THERE is something eerie, and a little sinister, about the rise of the Campbell-Millars, as Alastair Campbell and his long-standing partner, Fiona Millar, are known in north London. Their rise started in the 1980s when they were young, unknown and ambitious. They ingratiated themselves with Neil and Glenys Kinnock: helping with the shopping and being on hand at a moment's notice. In due course, the Kinnocks and the Campbell-Millars went on holiday together, and were in and out of each other's houses. The friendship was helpful to Alastair Campbell's budding career as a journalist. His hotline to the leader of the opposition helped him become political editor of the Daily Mirror, the most powerful reporting job on the Left, at the early age of 32.

When Neil Kinnock quit the Labour leadership in 1992, the Campbell-Millars moved on. Neil Kinnock wanted Alastair Campbell to go with him to Brussels upon his appointment as European commissioner: he even went to the lengths of offering him the post of chef de cabinet.
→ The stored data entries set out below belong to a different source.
use std::collections::HashMap;
use std::sync::{Arc, RwLock};

use async_trait::async_trait;

use pil_types::{ChainKey, ChainRecordId, HashChainRecord};

use crate::traits::{ChainStore, ChainStoreError, ChainStoreResult, StoredDocument};

/// In-memory chain store for tests, local demos, and embedding.
#[derive(Clone, Default)]
pub struct InMemoryChainStore {
    inner: Arc<RwLock<ChainState>>,
}

#[derive(Default)]
struct ChainState {
    chains: HashMap<ChainKey, Vec<StoredDocument>>,
    index: HashMap<ChainRecordId, (ChainKey, usize)>,
}

impl InMemoryChainStore {
    pub fn new() -> Self {
        Self::default()
    }

    /// Number of chains with at least one record.
    pub fn chain_count(&self) -> ChainStoreResult<usize> {
        Ok(self.read()?.chains.len())
    }

    /// Replace a stored document's content, bypassing the append-only rule.
    #[cfg(test)]
    pub(crate) fn overwrite_content(&self, id: &ChainRecordId, content: &[u8]) {
        let mut state = self.inner.write().unwrap();
        let (chain, slot) = state.index.get(id).cloned().unwrap();
        state.chains.get_mut(&chain).unwrap()[slot].content = content.to_vec();
    }

    fn read(&self) -> ChainStoreResult<std::sync::RwLockReadGuard<'_, ChainState>> {
        self.inner
            .read()
            .map_err(|_| ChainStoreError::Unavailable("chain store lock poisoned".into()))
    }
}

impl std::fmt::Debug for InMemoryChainStore {
    fn fmt(&self, f: &mut std::fmt::Formatter<'_>) -> std::fmt::Result {
        f.debug_struct("InMemoryChainStore")
            .field("chains", &self.chain_count().ok())
            .finish()
    }
}

#[async_trait]
impl ChainStore for InMemoryChainStore {
    async fn latest(&self, chain: &ChainKey) -> ChainStoreResult<Option<HashChainRecord>> {
        Ok(self
            .read()?
            .chains
            .get(chain)
            .and_then(|docs| docs.last())
            .map(|doc| doc.record.clone()))
    }

    async fn record(&self, id: &ChainRecordId) -> ChainStoreResult<Option<StoredDocument>> {
        let state = self.read()?;
        Ok(state
            .index
            .get(id)
            .and_then(|(chain, slot)| state.chains.get(chain)?.get(*slot))
            .cloned())
    }

    async fn record_at(
        &self,
        chain: &ChainKey,
        position: u64,
    ) -> ChainStoreResult<Option<StoredDocument>> {
        let slot = match usize::try_from(position) {
            Ok(slot) => slot,
            Err(_) => return Ok(None),
        };
        Ok(self
            .read()?
            .chains
            .get(chain)
            .and_then(|docs| docs.get(slot))
            .cloned())
    }

    async fn chain_length(&self, chain: &ChainKey) -> ChainStoreResult<u64> {
        Ok(self
            .read()?
            .chains
            .get(chain)
            .map_or(0, |docs| docs.len() as u64))
    }

    async fn append(&self, document: StoredDocument) -> ChainStoreResult<()> {
        let mut state = self
            .inner
            .write()
            .map_err(|_| ChainStoreError::Unavailable("chain store lock poisoned".into()))?;

        let record = &document.record;
        if state.index.contains_key(&record.id) {
            return Err(ChainStoreError::DuplicateRecord(record.id));
        }
        let length = state.chains.get(&record.chain).map_or(0, |docs| docs.len());
        if record.chain_position != length as u64 {
            return Err(ChainStoreError::PositionTaken {
                chain: record.chain.clone(),
                position: record.chain_position,
            });
        }

        let id = record.id;
        let chain = record.chain.clone();
        state.index.insert(id, (chain.clone(), length));
        state.chains.entry(chain).or_default().push(document);
        Ok(())
    }
}
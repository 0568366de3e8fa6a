//! Outcome reports for permission operations.

use crate::types::Permission;

/// Outcome of a single permission grant.
#[derive(Debug)]
pub enum GrantStatus {
    /// The permission was created on the backend.
    Granted(Permission),
    /// The input failed local validation; no backend call was made.
    Rejected(GrantRejection),
}

impl GrantStatus {
    /// Returns true if the permission was created.
    pub fn is_granted(&self) -> bool {
        matches!(self, GrantStatus::Granted(_))
    }
}

/// Reason a grant was rejected before reaching the backend.
#[derive(Debug, Clone, Copy, PartialEq, Eq)]
pub enum GrantRejection {
    /// The file id was empty.
    MissingFileId,
    /// The address is not covered by the domain allow-list.
    AddressNotAllowed,
}

/// A grant that reached the backend and failed there.
#[derive(Debug, Clone)]
pub struct GrantFailure {
    /// Address the grant was for.
    pub address: String,
    /// Error reported by the backend.
    pub error: String,
}

/// Per-address outcome of a batch grant.
#[derive(Debug, Default)]
pub struct GrantReport {
    /// Addresses whose permission was created.
    pub granted: Vec<String>,
    /// Addresses rejected by validation, without a backend call.
    pub rejected: Vec<String>,
    /// Addresses whose grant failed on the backend.
    pub failed: Vec<GrantFailure>,
}

impl GrantReport {
    /// Returns true when every address was granted.
    pub fn is_complete(&self) -> bool {
        self.rejected.is_empty() && self.failed.is_empty()
    }
}

/// A revocation that failed on the backend.
#[derive(Debug, Clone)]
pub struct RevokeFailure {
    /// Permission id the delete was for.
    pub permission_id: String,
    /// Error reported by the backend.
    pub error: String,
}

/// Outcome of a reader reconciliation.
#[derive(Debug, Default)]
pub struct ReconcileReport {
    /// Permission ids that were revoked.
    pub revoked: Vec<String>,
    /// Revocations that failed on the backend.
    pub revoke_failures: Vec<RevokeFailure>,
    /// Per-address outcome of the grant phase.
    pub grants: GrantReport,
}

impl ReconcileReport {
    /// Returns true when every revocation and every grant succeeded.
    pub fn is_complete(&self) -> bool {
        self.revoke_failures.is_empty() && self.grants.is_complete()
    }
}

#[cfg(test)]
mod tests {
    use super::*;

    #[test]
    fn test_empty_reports_are_complete() {
        assert!(GrantReport::default().is_complete());
        assert!(ReconcileReport::default().is_complete());
    }

    #[test]
    fn test_rejection_marks_report_incomplete() {
        let report = GrantReport {
            granted: vec!["a@gmail.com".to_string()],
            rejected: vec!["b@example.com".to_string()],
            failed: vec![],
        };
        assert!(!report.is_complete());
    }

    #[test]
    fn test_revoke_failure_marks_reconcile_incomplete() {
        let report = ReconcileReport {
            revoked: vec!["perm1".to_string()],
            revoke_failures: vec![RevokeFailure {
                permission_id: "perm2".to_string(),
                error: "API error (status 500): boom".to_string(),
            }],
            grants: GrantReport::default(),
        };
        assert!(!report.is_complete());
    }
}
But the Campbell-Millars had by then gently dropped him. They had attached themselves to Tony and Cherie Blair. To begin with, Alastair made himself indispensable to the future Labour leader by helping with speeches, giving advice and writing laudatory profiles. The relationship was useful to Fiona's career as a freelance journalist. She became known within Fleet Street as the one person with ready access to Cherie Blair, then as now an unknown and fascinating commodity. After the election of Tony Blair as leader of the Labour party, Alastair accepted the job of press spokesman.

The Campbell-Millars are a post-democratic phenomenon. Now that the great age of mass democracy has passed, power has seeped away from elected politicians to their viziers. The prodigious rise of the …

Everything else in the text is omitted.